*Source material:*
//! Element-wise activation functions used by the built-in layers.
//!
//! Layers cache their *post-activation* output `y` and compute `dL/dz` from `dL/dy` using
//! only `y`, so no separate pre-activation buffer has to survive until the backward pass.

#[cfg(feature = "serde")]
use serde::{Deserialize, Serialize};

use ndarray::Zip;

use crate::{Error, Result, Tensor};

#[derive(Debug, Clone, Copy, PartialEq, Default)]
#[cfg_attr(feature = "serde", derive(Serialize, Deserialize))]
pub enum Activation {
    #[default]
    Tanh,
    ReLU,
    LeakyReLU {
        alpha: f32,
    },
    Sigmoid,
    Identity,
}

impl Activation {
    pub fn validate(self) -> Result<()> {
        if let Activation::LeakyReLU { alpha } = self {
            if !(alpha.is_finite() && alpha >= 0.0) {
                return Err(Error::InvalidConfig(format!(
                    "leaky ReLU alpha must be finite and >= 0, got {alpha}"
                )));
            }
        }
        Ok(())
    }

    #[inline]
    pub fn forward(self, x: f32) -> f32 {
        match self {
            Activation::Tanh => x.tanh(),
            Activation::ReLU => x.max(0.0),
            Activation::LeakyReLU { alpha } if x <= 0.0 => alpha * x,
            Activation::LeakyReLU { .. } | Activation::Identity => x,
            Activation::Sigmoid => sigmoid(x),
        }
    }

    /// dy/dz expressed through the output `y`.
    #[inline]
    pub fn grad_from_output(self, y: f32) -> f32 {
        match self {
            Activation::Tanh => 1.0 - y * y,
            Activation::ReLU if y > 0.0 => 1.0,
            Activation::ReLU => 0.0,
            Activation::LeakyReLU { alpha } if y <= 0.0 => alpha,
            Activation::LeakyReLU { .. } | Activation::Identity => 1.0,
            Activation::Sigmoid => y * (1.0 - y),
        }
    }

    /// Apply in place to every element.
    pub fn apply(self, t: &mut Tensor) {
        if self != Activation::Identity {
            t.mapv_inplace(|x| self.forward(x));
        }
    }

    /// Overwrite `eps` (dL/dy) with dL/dz, given the cached output `y`.
    pub fn backprop_inplace(self, y: &Tensor, eps: &mut Tensor) -> Result<()> {
        if y.shape() != eps.shape() {
            return Err(Error::ShapeMismatch(format!(
                "activation output {:?} and gradient {:?} differ",
                y.shape(),
                eps.shape()
            )));
        }
        if self != Activation::Identity {
            Zip::from(eps).and(y).for_each(|e, &out| *e *= self.grad_from_output(out));
        }
        Ok(())
    }
}

#[inline]
pub(crate) fn sigmoid(x: f32) -> f32 {
    // Numerically stable sigmoid.
    if x >= 0.0 {
        1.0 / (1.0 + (-x).exp())
    } else {
        let z = x.exp();
        z / (1.0 + z)
    }
}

*Task brief:*
Each line from the one holding "if y.shape() != eps.shape()" to the end of the data above goes into the answer exactly as written, and no other line does.

*Reply:*
        if y.shape() != eps.shape() {
            return Err(Error::ShapeMismatch(format!(
                "activation output {:?} and gradient {:?} differ",
                y.shape(),
                eps.shape()
            )));
        }
        if self != Activation::Identity {
            Zip::from(eps).and(y).for_each(|e, &out| *e *= self.grad_from_output(out));
        }
        Ok(())
    }
}

#[inline]
pub(crate) fn sigmoid(x: f32) -> f32 {
    // Numerically stable sigmoid.
    if x >= 0.0 {
        1.0 / (1.0 + (-x).exp())
    } else {
        let z = x.exp();
        z / (1.0 + z)
    }
}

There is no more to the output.